I do love a good convenience.
Take, for example, the computerized voice-mail notification I get from Target regarding my pharmaceutical needs.
“Hello, this is a message from TARGET PHARMACY. Your prescription is ready for pick up.”
Oooh! Is it the script for my asthma? Is it my anxiety medication?
For someone who is not receiving enough excitement, like myself, this is big news. Which prescription is it?!
I’m going to need both prescriptions at once.
Mary reports that she gets the same satisfaction when notified that a movie she has reserved at the library is now available. “Hello, this is a message for MURRAY CAMPBELL. You have ONE item waiting at the Hennepin County Library.”
Calling her “Murray” aside, how’s that for convenient? Get on your bad motor scooter and ride, Murray! Your movie is in!
A lot of the U.S.’s economy is built around convenience. With some of the fewest national (paid) holidays on the planet, it’s only natural that we have convenience-based accommodations: drive-thru pharmacies, liquor and grocery stores that deliver, online dating sites, door-to-door massage…

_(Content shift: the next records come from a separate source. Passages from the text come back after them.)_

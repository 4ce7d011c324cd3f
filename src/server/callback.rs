//! Authorization entry and provider callback endpoints
//!
//! The callback always answers the popup with a human-readable page.
//! Whatever happened is also pushed to the connection named by `state`,
//! so the page that started the flow learns the outcome without polling.

use std::sync::Arc;

use axum::extract::{Query, State};
use axum::http::StatusCode;
use axum::response::{Html, IntoResponse, Redirect, Response};
use serde::Deserialize;
use tracing::{error, info, warn};

use super::router::AppState;
use crate::oauth::SessionKey;
use crate::relay::RelayMessage;

/// Query parameters for starting an authorization flow
#[derive(Debug, Deserialize)]
pub struct AuthorizeParams {
    /// Connection id to thread through the provider as `state`
    pub state: Option<String>,
}

/// Query parameters the provider redirects back with
#[derive(Debug, Deserialize)]
pub struct CallbackParams {
    /// Authorization code
    pub code: Option<String>,

    /// Connection id round-tripped through the provider
    pub state: Option<String>,

    /// Error code
    pub error: Option<String>,

    /// Error description
    pub error_description: Option<String>,
}

/// Redirect the popup to the provider's authorization endpoint
pub async fn authorize_handler(
    State(state): State<Arc<AppState>>,
    Query(params): Query<AuthorizeParams>,
) -> Response {
    let Some(connection_id) = params.state.filter(|s| !s.is_empty()) else {
        return (
            StatusCode::BAD_REQUEST,
            Html(error_page(
                "missing_state",
                "A connection id is required to start authorization",
            )),
        )
            .into_response();
    };

    match state.provider.authorization_url(&connection_id) {
        Ok(url) => Redirect::temporary(url.as_str()).into_response(),
        Err(e) => {
            error!("Cannot build authorization URL: {e}");
            (
                StatusCode::INTERNAL_SERVER_ERROR,
                Html(error_page("configuration", "The provider is not configured")),
            )
                .into_response()
        }
    }
}

/// Handle the provider redirect: exchange the code, store the credential,
/// and push the outcome to the waiting connection
pub async fn callback_handler(
    State(state): State<Arc<AppState>>,
    Query(params): Query<CallbackParams>,
) -> (StatusCode, Html<String>) {
    // Without state there is no connection to notify, so nothing is pushed.
    // Connection ids are never empty, so a blank state counts as missing.
    let Some(connection_id) = params.state.filter(|s| !s.is_empty()) else {
        warn!("Callback without state parameter");
        return (
            StatusCode::BAD_REQUEST,
            Html(error_page("missing_state", "State parameter not provided")),
        );
    };

    if let Some(provider_error) = params.error {
        let reason = match &params.error_description {
            Some(description) => format!("{provider_error}: {description}"),
            None => provider_error.clone(),
        };
        warn!(connection_id = %connection_id, "Provider returned an error: {reason}");

        state.relay.deliver(
            &connection_id,
            RelayMessage::OAuthFailed {
                reason: reason.clone(),
            },
        );
        return (
            StatusCode::BAD_REQUEST,
            Html(error_page(&provider_error, &reason)),
        );
    }

    let Some(code) = params.code else {
        warn!(connection_id = %connection_id, "Callback without code parameter");
        return (
            StatusCode::BAD_REQUEST,
            Html(error_page("missing_code", "Authorization code not provided")),
        );
    };

    match state.provider.exchange_code(&code).await {
        Ok(credential) => {
            let session = SessionKey::generate();
            if let Err(e) = state.store.set(&session, credential.clone()) {
                error!(connection_id = %connection_id, "Failed to store credential: {e}");
                state.relay.deliver(
                    &connection_id,
                    RelayMessage::OAuthFailed {
                        reason: "credential storage failed".to_string(),
                    },
                );
                return (
                    StatusCode::INTERNAL_SERVER_ERROR,
                    Html(error_page("storage", "The credential could not be stored")),
                );
            }

            let delivered = state.relay.deliver(
                &connection_id,
                RelayMessage::OAuthComplete {
                    session: session.clone(),
                    credential,
                },
            );
            if delivered {
                info!(
                    connection_id = %connection_id,
                    session = %session,
                    "Authorization complete, credential pushed"
                );
            } else {
                info!(
                    connection_id = %connection_id,
                    session = %session,
                    "Authorization complete, no connection waiting"
                );
            }

            (StatusCode::OK, Html(success_page()))
        }
        Err(e) => {
            warn!(connection_id = %connection_id, "Code exchange failed: {e}");
            state.relay.deliver(
                &connection_id,
                RelayMessage::OAuthFailed {
                    reason: e.to_string(),
                },
            );
            (
                StatusCode::BAD_GATEWAY,
                Html(error_page("exchange_failed", &e.to_string())),
            )
        }
    }
}

fn success_page() -> String {
    r#"<!DOCTYPE html>
<html>
<head>
    <title>Authorization Complete</title>
    <style>
        body {
            font-family: -apple-system, BlinkMacSystemFont, 'Segoe UI', Roboto, sans-serif;
            display: flex;
            justify-content: center;
            align-items: center;
            height: 100vh;
            margin: 0;
            background: linear-gradient(135deg, #11998e 0%, #38ef7d 100%);
            color: white;
        }
        .container {
            text-align: center;
            padding: 2rem;
            background: rgba(255,255,255,0.1);
            border-radius: 16px;
            backdrop-filter: blur(10px);
        }
        .checkmark {
            font-size: 4rem;
            margin-bottom: 1rem;
        }
        h1 { margin: 0 0 0.5rem 0; }
        p { margin: 0; opacity: 0.9; }
    </style>
</head>
<body>
    <div class="container">
        <div class="checkmark">✓</div>
        <h1>Authorization Complete</h1>
        <p>You can close this window and return to the app.</p>
    </div>
    <script>setTimeout(() => window.close(), 2500);</script>
</body>
</html>"#
        .to_string()
}

fn error_page(error: &str, description: &str) -> String {
    format!(
        r#"<!DOCTYPE html>
<html>
<head>
    <title>Authorization Failed</title>
    <style>
        body {{
            font-family: -apple-system, BlinkMacSystemFont, 'Segoe UI', Roboto, sans-serif;
            display: flex;
            justify-content: center;
            align-items: center;
            height: 100vh;
            margin: 0;
            background: linear-gradient(135deg, #e74c3c 0%, #c0392b 100%);
            color: white;
        }}
        .container {{
            text-align: center;
            padding: 2rem;
            background: rgba(255,255,255,0.1);
            border-radius: 16px;
            backdrop-filter: blur(10px);
            max-width: 400px;
        }}
        .error-icon {{
            font-size: 4rem;
            margin-bottom: 1rem;
        }}
        h1 {{ margin: 0 0 0.5rem 0; }}
        p {{ margin: 0; opacity: 0.9; }}
        .error-code {{ font-family: monospace; margin-top: 1rem; opacity: 0.7; }}
    </style>
</head>
<body>
    <div class="container">
        <div class="error-icon">✗</div>
        <h1>Authorization Failed</h1>
        <p>{description}</p>
        <p class="error-code">Error: {error}</p>
    </div>
</body>
</html>"#
    )
}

OK. No door-to-door massage. Who would invite that guy in?
Wait. What does he look like?
Wait. We’ve gotten off-topic here, haven’t we?
Don’t get me wrong. I enjoy most of my conveniences. They’re, um, convenient.
I get post cards from my dentist, form letters from the State, e-mail notification from my internet provider.
I get Facebook reminders. Having joined maybe a year ago, I’ve found myself making and accepting “friend” requests to and from people I haven’t seen in years. Decades. Lifetimes. It’s exhausting. There are siblings, parents, various and sundry relatives, friends, friends of friends, mothers of friends, colleagues, blog friends, and pen pals.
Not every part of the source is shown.